• [Work order]
Within the records, which lines hold the string "functions"? Report each one by copying it.

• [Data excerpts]
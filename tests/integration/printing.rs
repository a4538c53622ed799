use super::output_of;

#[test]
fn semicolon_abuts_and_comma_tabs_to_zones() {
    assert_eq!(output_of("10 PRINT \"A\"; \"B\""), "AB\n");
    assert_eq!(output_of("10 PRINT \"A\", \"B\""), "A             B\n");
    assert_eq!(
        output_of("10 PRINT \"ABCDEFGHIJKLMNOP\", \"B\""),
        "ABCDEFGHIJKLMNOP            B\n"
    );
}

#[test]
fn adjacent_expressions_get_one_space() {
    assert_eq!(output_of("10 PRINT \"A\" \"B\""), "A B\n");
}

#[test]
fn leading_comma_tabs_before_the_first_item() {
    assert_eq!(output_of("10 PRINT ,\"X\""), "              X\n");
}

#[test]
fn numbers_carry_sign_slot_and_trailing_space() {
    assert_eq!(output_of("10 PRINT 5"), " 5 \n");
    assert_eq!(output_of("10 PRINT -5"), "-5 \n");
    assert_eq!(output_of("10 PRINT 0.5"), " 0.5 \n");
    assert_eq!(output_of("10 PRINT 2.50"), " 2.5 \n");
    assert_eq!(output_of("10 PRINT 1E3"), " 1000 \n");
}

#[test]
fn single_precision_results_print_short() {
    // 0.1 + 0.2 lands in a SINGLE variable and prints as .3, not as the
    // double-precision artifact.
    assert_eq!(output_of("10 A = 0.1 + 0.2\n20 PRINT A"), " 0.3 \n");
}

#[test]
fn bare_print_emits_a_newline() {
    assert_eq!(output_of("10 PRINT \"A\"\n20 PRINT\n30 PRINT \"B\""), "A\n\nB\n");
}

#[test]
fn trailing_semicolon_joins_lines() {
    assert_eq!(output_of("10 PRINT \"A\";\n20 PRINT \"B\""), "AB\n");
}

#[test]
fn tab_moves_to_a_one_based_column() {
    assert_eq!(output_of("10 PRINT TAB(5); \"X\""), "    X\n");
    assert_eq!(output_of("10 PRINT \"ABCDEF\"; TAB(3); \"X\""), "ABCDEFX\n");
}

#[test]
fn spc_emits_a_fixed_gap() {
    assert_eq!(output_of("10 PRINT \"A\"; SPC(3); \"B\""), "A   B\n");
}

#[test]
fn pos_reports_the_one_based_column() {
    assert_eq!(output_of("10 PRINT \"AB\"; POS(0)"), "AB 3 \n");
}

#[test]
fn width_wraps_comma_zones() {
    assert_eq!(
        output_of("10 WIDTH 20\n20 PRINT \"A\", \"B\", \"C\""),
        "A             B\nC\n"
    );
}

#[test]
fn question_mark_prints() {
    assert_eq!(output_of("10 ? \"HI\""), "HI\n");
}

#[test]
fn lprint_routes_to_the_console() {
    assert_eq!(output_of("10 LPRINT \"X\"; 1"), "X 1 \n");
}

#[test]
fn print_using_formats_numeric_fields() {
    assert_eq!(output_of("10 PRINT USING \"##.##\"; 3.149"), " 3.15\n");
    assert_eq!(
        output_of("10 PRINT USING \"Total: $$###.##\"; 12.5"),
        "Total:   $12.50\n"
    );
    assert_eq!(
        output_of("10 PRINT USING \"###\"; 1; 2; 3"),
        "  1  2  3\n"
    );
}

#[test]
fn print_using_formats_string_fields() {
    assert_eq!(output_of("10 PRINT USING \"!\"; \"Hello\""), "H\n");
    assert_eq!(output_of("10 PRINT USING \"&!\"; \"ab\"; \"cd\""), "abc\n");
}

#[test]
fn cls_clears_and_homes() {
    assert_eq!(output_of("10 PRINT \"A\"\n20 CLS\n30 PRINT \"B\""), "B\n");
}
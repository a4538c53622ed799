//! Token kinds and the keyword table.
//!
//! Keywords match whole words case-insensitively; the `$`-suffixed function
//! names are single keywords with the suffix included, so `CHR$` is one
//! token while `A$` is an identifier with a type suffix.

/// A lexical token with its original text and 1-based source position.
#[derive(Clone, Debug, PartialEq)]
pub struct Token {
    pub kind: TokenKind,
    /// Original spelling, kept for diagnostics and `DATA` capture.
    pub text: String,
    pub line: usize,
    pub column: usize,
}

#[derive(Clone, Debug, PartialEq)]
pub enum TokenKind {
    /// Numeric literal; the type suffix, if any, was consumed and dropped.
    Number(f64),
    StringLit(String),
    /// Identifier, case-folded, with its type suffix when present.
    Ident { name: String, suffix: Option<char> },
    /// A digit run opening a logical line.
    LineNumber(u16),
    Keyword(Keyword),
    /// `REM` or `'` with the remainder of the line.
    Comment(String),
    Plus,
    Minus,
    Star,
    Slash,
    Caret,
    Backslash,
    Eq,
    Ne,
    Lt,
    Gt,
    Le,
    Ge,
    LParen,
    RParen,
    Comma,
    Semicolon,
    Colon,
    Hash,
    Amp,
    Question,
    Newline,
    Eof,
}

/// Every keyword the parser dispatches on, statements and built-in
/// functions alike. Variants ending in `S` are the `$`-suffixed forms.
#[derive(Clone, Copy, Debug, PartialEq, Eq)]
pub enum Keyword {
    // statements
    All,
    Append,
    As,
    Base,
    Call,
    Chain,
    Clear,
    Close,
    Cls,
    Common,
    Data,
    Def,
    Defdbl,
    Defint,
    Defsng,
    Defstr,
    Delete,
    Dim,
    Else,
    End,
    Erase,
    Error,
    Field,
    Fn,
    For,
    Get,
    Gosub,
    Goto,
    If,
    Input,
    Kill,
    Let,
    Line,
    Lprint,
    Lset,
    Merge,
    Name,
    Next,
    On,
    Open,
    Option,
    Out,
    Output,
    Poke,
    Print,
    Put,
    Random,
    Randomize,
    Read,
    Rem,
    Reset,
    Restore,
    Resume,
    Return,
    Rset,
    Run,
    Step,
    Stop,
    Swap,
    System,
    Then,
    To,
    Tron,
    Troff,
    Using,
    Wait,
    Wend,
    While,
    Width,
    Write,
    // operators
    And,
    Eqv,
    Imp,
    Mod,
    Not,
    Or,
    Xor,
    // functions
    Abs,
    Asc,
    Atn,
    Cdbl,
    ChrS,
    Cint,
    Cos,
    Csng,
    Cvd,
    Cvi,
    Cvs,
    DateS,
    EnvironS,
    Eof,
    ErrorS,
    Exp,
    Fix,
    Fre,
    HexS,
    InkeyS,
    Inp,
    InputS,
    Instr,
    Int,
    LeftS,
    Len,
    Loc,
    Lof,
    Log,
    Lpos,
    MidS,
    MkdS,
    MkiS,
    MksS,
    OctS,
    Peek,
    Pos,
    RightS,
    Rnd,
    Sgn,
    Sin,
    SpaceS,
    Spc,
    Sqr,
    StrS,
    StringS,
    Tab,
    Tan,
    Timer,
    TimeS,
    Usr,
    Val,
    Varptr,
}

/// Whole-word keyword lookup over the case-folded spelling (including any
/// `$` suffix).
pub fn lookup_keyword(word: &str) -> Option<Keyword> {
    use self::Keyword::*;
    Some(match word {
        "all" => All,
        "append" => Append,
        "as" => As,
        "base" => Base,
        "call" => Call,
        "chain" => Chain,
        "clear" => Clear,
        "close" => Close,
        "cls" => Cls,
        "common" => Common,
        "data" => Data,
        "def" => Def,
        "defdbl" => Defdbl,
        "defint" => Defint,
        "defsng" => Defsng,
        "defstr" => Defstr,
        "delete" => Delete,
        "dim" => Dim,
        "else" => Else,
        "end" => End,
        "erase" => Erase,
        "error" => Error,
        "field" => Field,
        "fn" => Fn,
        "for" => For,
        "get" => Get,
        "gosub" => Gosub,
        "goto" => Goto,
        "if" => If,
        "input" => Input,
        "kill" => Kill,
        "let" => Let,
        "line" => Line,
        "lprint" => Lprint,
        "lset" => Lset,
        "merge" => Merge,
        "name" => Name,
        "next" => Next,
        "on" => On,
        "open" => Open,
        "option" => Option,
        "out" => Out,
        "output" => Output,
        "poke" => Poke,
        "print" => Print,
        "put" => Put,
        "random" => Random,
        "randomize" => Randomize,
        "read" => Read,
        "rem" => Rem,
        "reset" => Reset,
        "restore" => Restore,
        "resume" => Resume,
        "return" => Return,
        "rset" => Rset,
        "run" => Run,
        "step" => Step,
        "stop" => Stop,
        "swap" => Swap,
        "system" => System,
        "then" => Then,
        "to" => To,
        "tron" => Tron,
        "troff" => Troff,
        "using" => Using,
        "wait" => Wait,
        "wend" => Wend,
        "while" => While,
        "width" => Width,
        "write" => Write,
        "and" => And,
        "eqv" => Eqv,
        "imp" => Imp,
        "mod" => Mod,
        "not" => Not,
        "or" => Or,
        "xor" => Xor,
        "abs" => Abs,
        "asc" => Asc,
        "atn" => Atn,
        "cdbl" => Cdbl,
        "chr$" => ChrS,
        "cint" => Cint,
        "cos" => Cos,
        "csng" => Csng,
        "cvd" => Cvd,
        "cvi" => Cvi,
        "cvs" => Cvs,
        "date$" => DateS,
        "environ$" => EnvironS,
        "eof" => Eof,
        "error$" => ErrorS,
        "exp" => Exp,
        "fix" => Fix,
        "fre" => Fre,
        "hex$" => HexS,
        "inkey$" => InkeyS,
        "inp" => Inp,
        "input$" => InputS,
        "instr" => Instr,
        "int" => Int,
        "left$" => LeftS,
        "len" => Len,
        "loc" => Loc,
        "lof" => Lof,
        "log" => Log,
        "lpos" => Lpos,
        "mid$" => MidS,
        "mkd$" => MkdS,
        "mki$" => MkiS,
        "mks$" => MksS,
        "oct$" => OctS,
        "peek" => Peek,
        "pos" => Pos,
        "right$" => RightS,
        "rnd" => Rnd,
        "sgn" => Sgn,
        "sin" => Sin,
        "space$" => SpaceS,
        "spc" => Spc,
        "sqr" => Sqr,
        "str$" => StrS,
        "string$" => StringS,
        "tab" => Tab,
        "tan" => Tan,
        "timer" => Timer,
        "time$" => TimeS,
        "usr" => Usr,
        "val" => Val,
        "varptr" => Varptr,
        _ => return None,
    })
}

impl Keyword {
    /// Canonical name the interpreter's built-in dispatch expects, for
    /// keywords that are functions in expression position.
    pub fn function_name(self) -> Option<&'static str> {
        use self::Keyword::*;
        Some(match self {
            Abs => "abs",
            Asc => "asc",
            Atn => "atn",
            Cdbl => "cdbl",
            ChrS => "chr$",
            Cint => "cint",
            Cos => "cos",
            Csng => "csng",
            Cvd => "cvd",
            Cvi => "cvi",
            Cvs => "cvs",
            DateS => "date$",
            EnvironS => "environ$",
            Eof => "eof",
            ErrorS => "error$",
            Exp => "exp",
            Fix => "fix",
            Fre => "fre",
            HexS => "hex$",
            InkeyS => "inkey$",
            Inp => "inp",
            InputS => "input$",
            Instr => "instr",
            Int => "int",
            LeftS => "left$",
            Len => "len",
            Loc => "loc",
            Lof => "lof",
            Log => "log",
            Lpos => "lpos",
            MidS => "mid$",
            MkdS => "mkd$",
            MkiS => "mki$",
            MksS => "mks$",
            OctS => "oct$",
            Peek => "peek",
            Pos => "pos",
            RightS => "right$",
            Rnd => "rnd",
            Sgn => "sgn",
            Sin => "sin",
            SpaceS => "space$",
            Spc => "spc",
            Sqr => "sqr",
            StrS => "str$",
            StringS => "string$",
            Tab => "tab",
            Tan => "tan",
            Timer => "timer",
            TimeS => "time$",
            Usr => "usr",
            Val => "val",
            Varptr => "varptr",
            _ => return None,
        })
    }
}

• [Answer space]
/// functions alike. Variants ending in `S` are the `$`-suffixed forms.
    // functions
    /// keywords that are functions in expression position.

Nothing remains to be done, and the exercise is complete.